> [Work to be completed]
Set down every line of the data, unchanged and complete.

[Collected data entries]
···

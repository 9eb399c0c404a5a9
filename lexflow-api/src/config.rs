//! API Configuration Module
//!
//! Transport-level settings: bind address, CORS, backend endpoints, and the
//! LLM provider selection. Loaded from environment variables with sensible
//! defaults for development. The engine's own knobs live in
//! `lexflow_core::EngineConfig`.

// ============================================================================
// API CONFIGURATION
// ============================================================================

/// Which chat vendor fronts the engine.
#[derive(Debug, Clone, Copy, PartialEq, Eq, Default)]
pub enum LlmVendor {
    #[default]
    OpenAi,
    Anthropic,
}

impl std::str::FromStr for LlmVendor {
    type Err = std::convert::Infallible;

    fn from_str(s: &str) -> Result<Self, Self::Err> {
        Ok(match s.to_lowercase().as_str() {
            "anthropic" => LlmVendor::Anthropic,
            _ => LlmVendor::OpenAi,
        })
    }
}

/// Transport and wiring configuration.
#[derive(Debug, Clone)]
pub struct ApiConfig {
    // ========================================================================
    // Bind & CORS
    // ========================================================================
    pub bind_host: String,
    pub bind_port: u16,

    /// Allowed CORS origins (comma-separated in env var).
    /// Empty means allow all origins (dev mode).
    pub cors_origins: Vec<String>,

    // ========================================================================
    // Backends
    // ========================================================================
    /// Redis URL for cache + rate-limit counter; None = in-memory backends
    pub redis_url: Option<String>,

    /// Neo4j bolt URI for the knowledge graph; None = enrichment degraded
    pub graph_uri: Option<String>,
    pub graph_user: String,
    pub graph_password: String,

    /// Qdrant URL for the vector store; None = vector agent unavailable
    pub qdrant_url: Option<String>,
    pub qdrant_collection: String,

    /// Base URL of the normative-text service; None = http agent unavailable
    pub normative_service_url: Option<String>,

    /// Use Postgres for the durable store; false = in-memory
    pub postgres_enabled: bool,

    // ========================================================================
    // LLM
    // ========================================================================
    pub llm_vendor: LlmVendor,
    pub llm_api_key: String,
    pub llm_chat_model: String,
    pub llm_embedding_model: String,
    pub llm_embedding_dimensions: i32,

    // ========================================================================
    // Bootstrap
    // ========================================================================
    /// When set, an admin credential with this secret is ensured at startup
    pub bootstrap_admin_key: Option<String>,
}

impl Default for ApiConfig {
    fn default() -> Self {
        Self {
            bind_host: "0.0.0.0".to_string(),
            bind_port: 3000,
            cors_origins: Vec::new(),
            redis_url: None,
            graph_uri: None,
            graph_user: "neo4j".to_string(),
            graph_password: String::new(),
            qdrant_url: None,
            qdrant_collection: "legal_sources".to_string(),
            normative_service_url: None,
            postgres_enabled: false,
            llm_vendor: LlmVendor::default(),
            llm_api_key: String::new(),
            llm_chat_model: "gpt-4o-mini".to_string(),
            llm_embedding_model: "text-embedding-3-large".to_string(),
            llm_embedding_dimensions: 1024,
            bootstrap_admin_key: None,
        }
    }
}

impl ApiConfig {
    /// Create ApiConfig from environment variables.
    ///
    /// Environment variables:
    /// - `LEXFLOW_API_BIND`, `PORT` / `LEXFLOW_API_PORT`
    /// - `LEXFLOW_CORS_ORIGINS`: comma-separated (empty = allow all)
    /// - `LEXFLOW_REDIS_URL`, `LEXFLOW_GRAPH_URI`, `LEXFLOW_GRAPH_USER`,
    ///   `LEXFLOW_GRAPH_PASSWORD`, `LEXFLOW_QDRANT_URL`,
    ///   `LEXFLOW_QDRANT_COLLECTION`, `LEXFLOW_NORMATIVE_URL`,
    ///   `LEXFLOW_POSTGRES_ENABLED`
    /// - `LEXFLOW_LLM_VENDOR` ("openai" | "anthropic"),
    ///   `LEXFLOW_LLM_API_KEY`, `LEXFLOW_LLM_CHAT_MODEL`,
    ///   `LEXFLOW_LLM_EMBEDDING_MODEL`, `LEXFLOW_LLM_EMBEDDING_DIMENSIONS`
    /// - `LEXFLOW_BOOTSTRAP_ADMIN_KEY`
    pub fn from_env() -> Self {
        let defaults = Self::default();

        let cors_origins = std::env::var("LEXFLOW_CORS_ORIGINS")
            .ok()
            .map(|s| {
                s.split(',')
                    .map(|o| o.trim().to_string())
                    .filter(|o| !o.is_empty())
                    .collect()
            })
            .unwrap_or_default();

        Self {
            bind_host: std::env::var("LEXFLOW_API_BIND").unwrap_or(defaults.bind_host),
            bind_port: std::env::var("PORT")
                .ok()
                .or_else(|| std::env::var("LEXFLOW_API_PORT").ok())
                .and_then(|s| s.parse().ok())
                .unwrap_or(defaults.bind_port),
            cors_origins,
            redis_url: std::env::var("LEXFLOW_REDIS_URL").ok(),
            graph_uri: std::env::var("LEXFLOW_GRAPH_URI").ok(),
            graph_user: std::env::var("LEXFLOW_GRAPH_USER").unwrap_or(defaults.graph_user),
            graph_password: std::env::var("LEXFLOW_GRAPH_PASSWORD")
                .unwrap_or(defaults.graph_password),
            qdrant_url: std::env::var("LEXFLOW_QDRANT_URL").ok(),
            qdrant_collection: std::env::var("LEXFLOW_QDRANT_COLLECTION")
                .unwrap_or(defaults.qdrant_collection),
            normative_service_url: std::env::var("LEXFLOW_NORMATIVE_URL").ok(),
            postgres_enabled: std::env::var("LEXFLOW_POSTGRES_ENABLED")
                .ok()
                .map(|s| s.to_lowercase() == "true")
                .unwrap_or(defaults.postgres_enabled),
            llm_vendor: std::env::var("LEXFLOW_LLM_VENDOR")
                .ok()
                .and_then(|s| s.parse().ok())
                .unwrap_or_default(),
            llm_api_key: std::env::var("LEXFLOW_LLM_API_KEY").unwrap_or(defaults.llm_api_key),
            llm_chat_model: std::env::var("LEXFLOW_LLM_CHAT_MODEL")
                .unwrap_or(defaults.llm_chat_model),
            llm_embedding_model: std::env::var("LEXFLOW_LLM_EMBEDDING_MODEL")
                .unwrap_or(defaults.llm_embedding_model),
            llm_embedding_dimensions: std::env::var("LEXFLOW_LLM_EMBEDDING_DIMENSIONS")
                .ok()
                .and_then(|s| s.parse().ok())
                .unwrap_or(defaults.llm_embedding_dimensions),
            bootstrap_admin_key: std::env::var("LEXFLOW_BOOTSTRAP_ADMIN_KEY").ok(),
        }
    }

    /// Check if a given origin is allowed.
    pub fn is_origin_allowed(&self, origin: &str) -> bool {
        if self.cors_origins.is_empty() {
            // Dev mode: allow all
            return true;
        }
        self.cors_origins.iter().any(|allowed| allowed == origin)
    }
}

···

> [Expected answer]
repository 9eb399c0c404a5a9
filename lexflow-api/src/config.rs
//! API Configuration Module
//!
//! Transport-level settings: bind address, CORS, backend endpoints, and the
//! LLM provider selection. Loaded from environment variables with sensible
//! defaults for development. The engine's own knobs live in
//! `lexflow_core::EngineConfig`.

// ============================================================================
// API CONFIGURATION
// ============================================================================

/// Which chat vendor fronts the engine.
#[derive(Debug, Clone, Copy, PartialEq, Eq, Default)]
pub enum LlmVendor {
    #[default]
    OpenAi,
    Anthropic,
}

impl std::str::FromStr for LlmVendor {
    type Err = std::convert::Infallible;

    fn from_str(s: &str) -> Result<Self, Self::Err> {
        Ok(match s.to_lowercase().as_str() {
            "anthropic" => LlmVendor::Anthropic,
            _ => LlmVendor::OpenAi,
        })
    }
}

/// Transport and wiring configuration.
#[derive(Debug, Clone)]
pub struct ApiConfig {
    // ========================================================================
    // Bind & CORS
    // ========================================================================
    pub bind_host: String,
    pub bind_port: u16,

    /// Allowed CORS origins (comma-separated in env var).
    /// Empty means allow all origins (dev mode).
    pub cors_origins: Vec<String>,

    // ========================================================================
    // Backends
    // ========================================================================
    /// Redis URL for cache + rate-limit counter; None = in-memory backends
    pub redis_url: Option<String>,

    /// Neo4j bolt URI for the knowledge graph; None = enrichment degraded
    pub graph_uri: Option<String>,
    pub graph_user: String,
    pub graph_password: String,

    /// Qdrant URL for the vector store; None = vector agent unavailable
    pub qdrant_url: Option<String>,
    pub qdrant_collection: String,

    /// Base URL of the normative-text service; None = http agent unavailable
    pub normative_service_url: Option<String>,

    /// Use Postgres for the durable store; false = in-memory
    pub postgres_enabled: bool,

    // ========================================================================
    // LLM
    // ========================================================================
    pub llm_vendor: LlmVendor,
    pub llm_api_key: String,
    pub llm_chat_model: String,
    pub llm_embedding_model: String,
    pub llm_embedding_dimensions: i32,

    // ========================================================================
    // Bootstrap
    // ========================================================================
    /// When set, an admin credential with this secret is ensured at startup
    pub bootstrap_admin_key: Option<String>,
}

impl Default for ApiConfig {
    fn default() -> Self {
        Self {
            bind_host: "0.0.0.0".to_string(),
            bind_port: 3000,
            cors_origins: Vec::new(),
            redis_url: None,
            graph_uri: None,
            graph_user: "neo4j".to_string(),
            graph_password: String::new(),
            qdrant_url: None,
            qdrant_collection: "legal_sources".to_string(),
            normative_service_url: None,
            postgres_enabled: false,
            llm_vendor: LlmVendor::default(),
            llm_api_key: String::new(),
            llm_chat_model: "gpt-4o-mini".to_string(),
            llm_embedding_model: "text-embedding-3-large".to_string(),
            llm_embedding_dimensions: 1024,
            bootstrap_admin_key: None,
        }
    }
}

impl ApiConfig {
    /// Create ApiConfig from environment variables.
    ///
    /// Environment variables:
    /// - `LEXFLOW_API_BIND`, `PORT` / `LEXFLOW_API_PORT`
    /// - `LEXFLOW_CORS_ORIGINS`: comma-separated (empty = allow all)
    /// - `LEXFLOW_REDIS_URL`, `LEXFLOW_GRAPH_URI`, `LEXFLOW_GRAPH_USER`,
    ///   `LEXFLOW_GRAPH_PASSWORD`, `LEXFLOW_QDRANT_URL`,
    ///   `LEXFLOW_QDRANT_COLLECTION`, `LEXFLOW_NORMATIVE_URL`,
    ///   `LEXFLOW_POSTGRES_ENABLED`
    /// - `LEXFLOW_LLM_VENDOR` ("openai" | "anthropic"),
    ///   `LEXFLOW_LLM_API_KEY`, `LEXFLOW_LLM_CHAT_MODEL`,
    ///   `LEXFLOW_LLM_EMBEDDING_MODEL`, `LEXFLOW_LLM_EMBEDDING_DIMENSIONS`
    /// - `LEXFLOW_BOOTSTRAP_ADMIN_KEY`
    pub fn from_env() -> Self {
        let defaults = Self::default();

        let cors_origins = std::env::var("LEXFLOW_CORS_ORIGINS")
            .ok()
            .map(|s| {
                s.split(',')
                    .map(|o| o.trim().to_string())
                    .filter(|o| !o.is_empty())
                    .collect()
            })
            .unwrap_or_default();

        Self {
            bind_host: std::env::var("LEXFLOW_API_BIND").unwrap_or(defaults.bind_host),
            bind_port: std::env::var("PORT")
                .ok()
                .or_else(|| std::env::var("LEXFLOW_API_PORT").ok())
                .and_then(|s| s.parse().ok())
                .unwrap_or(defaults.bind_port),
            cors_origins,
            redis_url: std::env::var("LEXFLOW_REDIS_URL").ok(),
            graph_uri: std::env::var("LEXFLOW_GRAPH_URI").ok(),
            graph_user: std::env::var("LEXFLOW_GRAPH_USER").unwrap_or(defaults.graph_user),
            graph_password: std::env::var("LEXFLOW_GRAPH_PASSWORD")
                .unwrap_or(defaults.graph_password),
            qdrant_url: std::env::var("LEXFLOW_QDRANT_URL").ok(),
            qdrant_collection: std::env::var("LEXFLOW_QDRANT_COLLECTION")
                .unwrap_or(defaults.qdrant_collection),
            normative_service_url: std::env::var("LEXFLOW_NORMATIVE_URL").ok(),
            postgres_enabled: std::env::var("LEXFLOW_POSTGRES_ENABLED")
                .ok()
                .map(|s| s.to_lowercase() == "true")
                .unwrap_or(defaults.postgres_enabled),
            llm_vendor: std::env::var("LEXFLOW_LLM_VENDOR")
                .ok()
                .and_then(|s| s.parse().ok())
                .unwrap_or_default(),
            llm_api_key: std::env::var("LEXFLOW_LLM_API_KEY").unwrap_or(defaults.llm_api_key),
            llm_chat_model: std::env::var("LEXFLOW_LLM_CHAT_MODEL")
                .unwrap_or(defaults.llm_chat_model),
            llm_embedding_model: std::env::var("LEXFLOW_LLM_EMBEDDING_MODEL")
                .unwrap_or(defaults.llm_embedding_model),
            llm_embedding_dimensions: std::env::var("LEXFLOW_LLM_EMBEDDING_DIMENSIONS")
                .ok()
                .and_then(|s| s.parse().ok())
                .unwrap_or(defaults.llm_embedding_dimensions),
            bootstrap_admin_key: std::env::var("LEXFLOW_BOOTSTRAP_ADMIN_KEY").ok(),
        }
    }

    /// Check if a given origin is allowed.
    pub fn is_origin_allowed(&self, origin: &str) -> bool {
        if self.cors_origins.is_empty() {
            // Dev mode: allow all
            return true;
        }
        self.cors_origins.iter().any(|allowed| allowed == origin)
    }
}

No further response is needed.